## TASK TO COMPLETE:
Every single record needs to be restated word for word.
START DATASET EXCERPTS
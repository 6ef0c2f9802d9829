pub mod cancel;
pub mod line_buffer;
pub mod ring_buffer;
pub mod signal;

pub use cancel::CancelToken;
pub use line_buffer::PendingWrite;
pub use ring_buffer::RingLog;
//! The single lock domain around the ring.
//!
//! Every read copies bytes out while the lock is held, and evicted storage
//! is dropped under the same lock, so no caller ever holds a reference into
//! ring storage. Nothing in here performs I/O.

use crate::error::LogError;
use crate::models::Entry;
use crate::util::RingLog;
use log::trace;
use std::sync::{Mutex, MutexGuard, PoisonError};

/// Point-in-time counters for the shared log.
#[derive(Debug, Clone, Copy, PartialEq, Eq, Default)]
pub struct LogStats {
    pub entries:    usize,
    pub live_bytes: usize,
    pub capacity:   usize,
    pub appended:   u64,
    pub evicted:    u64,
}

#[derive(Debug)]
struct Inner {
    ring:     RingLog<Entry>,
    appended: u64,
    evicted:  u64,
}

#[derive(Debug)]
pub struct SharedLog {
    inner: Mutex<Inner>,
}

impl SharedLog {
    /// # Panics
    /// If `capacity` is zero.
    pub fn new(capacity: usize) -> Self {
        Self {
            inner: Mutex::new(Inner { ring: RingLog::new(capacity), appended: 0, evicted: 0 }),
        }
    }

    /// A panic elsewhere cannot leave `Inner` half-updated: every mutation
    /// under the lock is a slot swap plus counter bumps. Poison is cleared.
    fn lock(&self) -> MutexGuard<'_, Inner> {
        self.inner.lock().unwrap_or_else(PoisonError::into_inner)
    }

    /// Commits one complete record. `line` must end with `\n`.
    pub fn append_line(&self, line: Vec<u8>) -> Result<(), LogError> {
        if line.last() != Some(&b'\n') {
            return Err(LogError::invalid("record is not newline-terminated"));
        }
        let entry = Entry::new(line);
        let mut inner = self.lock();
        if let Some(old) = inner.ring.append(entry) {
            inner.evicted += 1;
            trace!("evicted {} byte entry", old.len());
        }
        inner.appended += 1;
        Ok(())
    }

    /// Copies up to `max_bytes` starting at `flat_offset`, never crossing
    /// into the next entry. An empty result means there is no more data.
    pub fn read_at(&self, flat_offset: usize, max_bytes: usize) -> Result<Vec<u8>, LogError> {
        let inner = self.lock();
        let (entry, local) = match inner.ring.find_by_flat_offset(flat_offset) {
            Ok(found) => found,
            Err(LogError::OutOfRange { .. }) => return Ok(Vec::new()),
            Err(e) => return Err(e),
        };
        let available = &entry.as_bytes()[local..];
        let n = available.len().min(max_bytes);
        Ok(Entry::copy_from(&available[..n])?.into_bytes())
    }

    /// Every live entry concatenated oldest to newest.
    pub fn read_all(&self) -> Result<Vec<u8>, LogError> {
        let inner = self.lock();
        let total = inner.ring.total_live_bytes();
        let mut out = Vec::new();
        out.try_reserve_exact(total)
            .map_err(|_| LogError::ResourceExhausted { requested: total })?;
        for entry in inner.ring.iter() {
            out.extend_from_slice(entry.as_bytes());
        }
        Ok(out)
    }

    /// Flat offset of byte `local_offset` in the live entry at `entry_index`
    /// (0 = oldest).
    pub fn seek_to_entry(&self, entry_index: usize, local_offset: usize) -> Result<usize, LogError> {
        self.lock().ring.flat_offset_of(entry_index, local_offset)
    }

    pub fn total_live_bytes(&self) -> Result<usize, LogError> {
        Ok(self.lock().ring.total_live_bytes())
    }

    /// Releases every entry. Returns how many were dropped.
    pub fn reset(&self) -> Result<usize, LogError> {
        Ok(self.lock().ring.clear())
    }

    pub fn stats(&self) -> Result<LogStats, LogError> {
        let inner = self.lock();
        Ok(LogStats {
            entries:    inner.ring.len(),
            live_bytes: inner.ring.total_live_bytes(),
            capacity:   inner.ring.capacity(),
            appended:   inner.appended,
            evicted:    inner.evicted,
        })
    }
}
use crate::error::LogError;

/// One committed record. Immutable once built; storage is released when the
/// owning ring slot drops it.
#[derive(Debug, Clone, PartialEq, Eq, Default)]
pub struct Entry {
    bytes: Vec<u8>,
}

impl Entry {
    /// Takes ownership of an already-allocated record.
    pub fn new(bytes: Vec<u8>) -> Self {
        Self { bytes }
    }

    /// Copies `bytes` into freshly reserved storage.
    pub fn copy_from(bytes: &[u8]) -> Result<Self, LogError> {
        let mut v = Vec::new();
        v.try_reserve_exact(bytes.len())
            .map_err(|_| LogError::ResourceExhausted { requested: bytes.len() })?;
        v.extend_from_slice(bytes);
        Ok(Self { bytes: v })
    }

    pub fn len(&self) -> usize { self.bytes.len() }
    pub fn is_empty(&self) -> bool { self.bytes.is_empty() }
    pub fn as_bytes(&self) -> &[u8] { &self.bytes }

    pub fn into_bytes(self) -> Vec<u8> { self.bytes }
}

impl AsRef<[u8]> for Entry {
    fn as_ref(&self) -> &[u8] {
        &self.bytes
    }
}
END DATASET EXCERPTS
## EXERCISE RESPONSE:
repository 6ef0c2f9802d9829
pub mod cancel;
pub mod line_buffer;
pub mod ring_buffer;
pub mod signal;

pub use cancel::CancelToken;
pub use line_buffer::PendingWrite;
pub use ring_buffer::RingLog;
//! The single lock domain around the ring.
//!
//! Every read copies bytes out while the lock is held, and evicted storage
//! is dropped under the same lock, so no caller ever holds a reference into
//! ring storage. Nothing in here performs I/O.

use crate::error::LogError;
use crate::models::Entry;
use crate::util::RingLog;
use log::trace;
use std::sync::{Mutex, MutexGuard, PoisonError};

/// Point-in-time counters for the shared log.
#[derive(Debug, Clone, Copy, PartialEq, Eq, Default)]
pub struct LogStats {
    pub entries:    usize,
    pub live_bytes: usize,
    pub capacity:   usize,
    pub appended:   u64,
    pub evicted:    u64,
}

#[derive(Debug)]
struct Inner {
    ring:     RingLog<Entry>,
    appended: u64,
    evicted:  u64,
}

#[derive(Debug)]
pub struct SharedLog {
    inner: Mutex<Inner>,
}

impl SharedLog {
    /// # Panics
    /// If `capacity` is zero.
    pub fn new(capacity: usize) -> Self {
        Self {
            inner: Mutex::new(Inner { ring: RingLog::new(capacity), appended: 0, evicted: 0 }),
        }
    }

    /// A panic elsewhere cannot leave `Inner` half-updated: every mutation
    /// under the lock is a slot swap plus counter bumps. Poison is cleared.
    fn lock(&self) -> MutexGuard<'_, Inner> {
        self.inner.lock().unwrap_or_else(PoisonError::into_inner)
    }

    /// Commits one complete record. `line` must end with `\n`.
    pub fn append_line(&self, line: Vec<u8>) -> Result<(), LogError> {
        if line.last() != Some(&b'\n') {
            return Err(LogError::invalid("record is not newline-terminated"));
        }
        let entry = Entry::new(line);
        let mut inner = self.lock();
        if let Some(old) = inner.ring.append(entry) {
            inner.evicted += 1;
            trace!("evicted {} byte entry", old.len());
        }
        inner.appended += 1;
        Ok(())
    }

    /// Copies up to `max_bytes` starting at `flat_offset`, never crossing
    /// into the next entry. An empty result means there is no more data.
    pub fn read_at(&self, flat_offset: usize, max_bytes: usize) -> Result<Vec<u8>, LogError> {
        let inner = self.lock();
        let (entry, local) = match inner.ring.find_by_flat_offset(flat_offset) {
            Ok(found) => found,
            Err(LogError::OutOfRange { .. }) => return Ok(Vec::new()),
            Err(e) => return Err(e),
        };
        let available = &entry.as_bytes()[local..];
        let n = available.len().min(max_bytes);
        Ok(Entry::copy_from(&available[..n])?.into_bytes())
    }

    /// Every live entry concatenated oldest to newest.
    pub fn read_all(&self) -> Result<Vec<u8>, LogError> {
        let inner = self.lock();
        let total = inner.ring.total_live_bytes();
        let mut out = Vec::new();
        out.try_reserve_exact(total)
            .map_err(|_| LogError::ResourceExhausted { requested: total })?;
        for entry in inner.ring.iter() {
            out.extend_from_slice(entry.as_bytes());
        }
        Ok(out)
    }

    /// Flat offset of byte `local_offset` in the live entry at `entry_index`
    /// (0 = oldest).
    pub fn seek_to_entry(&self, entry_index: usize, local_offset: usize) -> Result<usize, LogError> {
        self.lock().ring.flat_offset_of(entry_index, local_offset)
    }

    pub fn total_live_bytes(&self) -> Result<usize, LogError> {
        Ok(self.lock().ring.total_live_bytes())
    }

    /// Releases every entry. Returns how many were dropped.
    pub fn reset(&self) -> Result<usize, LogError> {
        Ok(self.lock().ring.clear())
    }

    pub fn stats(&self) -> Result<LogStats, LogError> {
        let inner = self.lock();
        Ok(LogStats {
            entries:    inner.ring.len(),
            live_bytes: inner.ring.total_live_bytes(),
            capacity:   inner.ring.capacity(),
            appended:   inner.appended,
            evicted:    inner.evicted,
        })
    }
}
use crate::error::LogError;

/// One committed record. Immutable once built; storage is released when the
/// owning ring slot drops it.
#[derive(Debug, Clone, PartialEq, Eq, Default)]
pub struct Entry {
    bytes: Vec<u8>,
}

impl Entry {
    /// Takes ownership of an already-allocated record.
    pub fn new(bytes: Vec<u8>) -> Self {
        Self { bytes }
    }

    /// Copies `bytes` into freshly reserved storage.
    pub fn copy_from(bytes: &[u8]) -> Result<Self, LogError> {
        let mut v = Vec::new();
        v.try_reserve_exact(bytes.len())
            .map_err(|_| LogError::ResourceExhausted { requested: bytes.len() })?;
        v.extend_from_slice(bytes);
        Ok(Self { bytes: v })
    }

    pub fn len(&self) -> usize { self.bytes.len() }
    pub fn is_empty(&self) -> bool { self.bytes.is_empty() }
    pub fn as_bytes(&self) -> &[u8] { &self.bytes }

    pub fn into_bytes(self) -> Vec<u8> { self.bytes }
}

impl AsRef<[u8]> for Entry {
    fn as_ref(&self) -> &[u8] {
        &self.bytes
    }
}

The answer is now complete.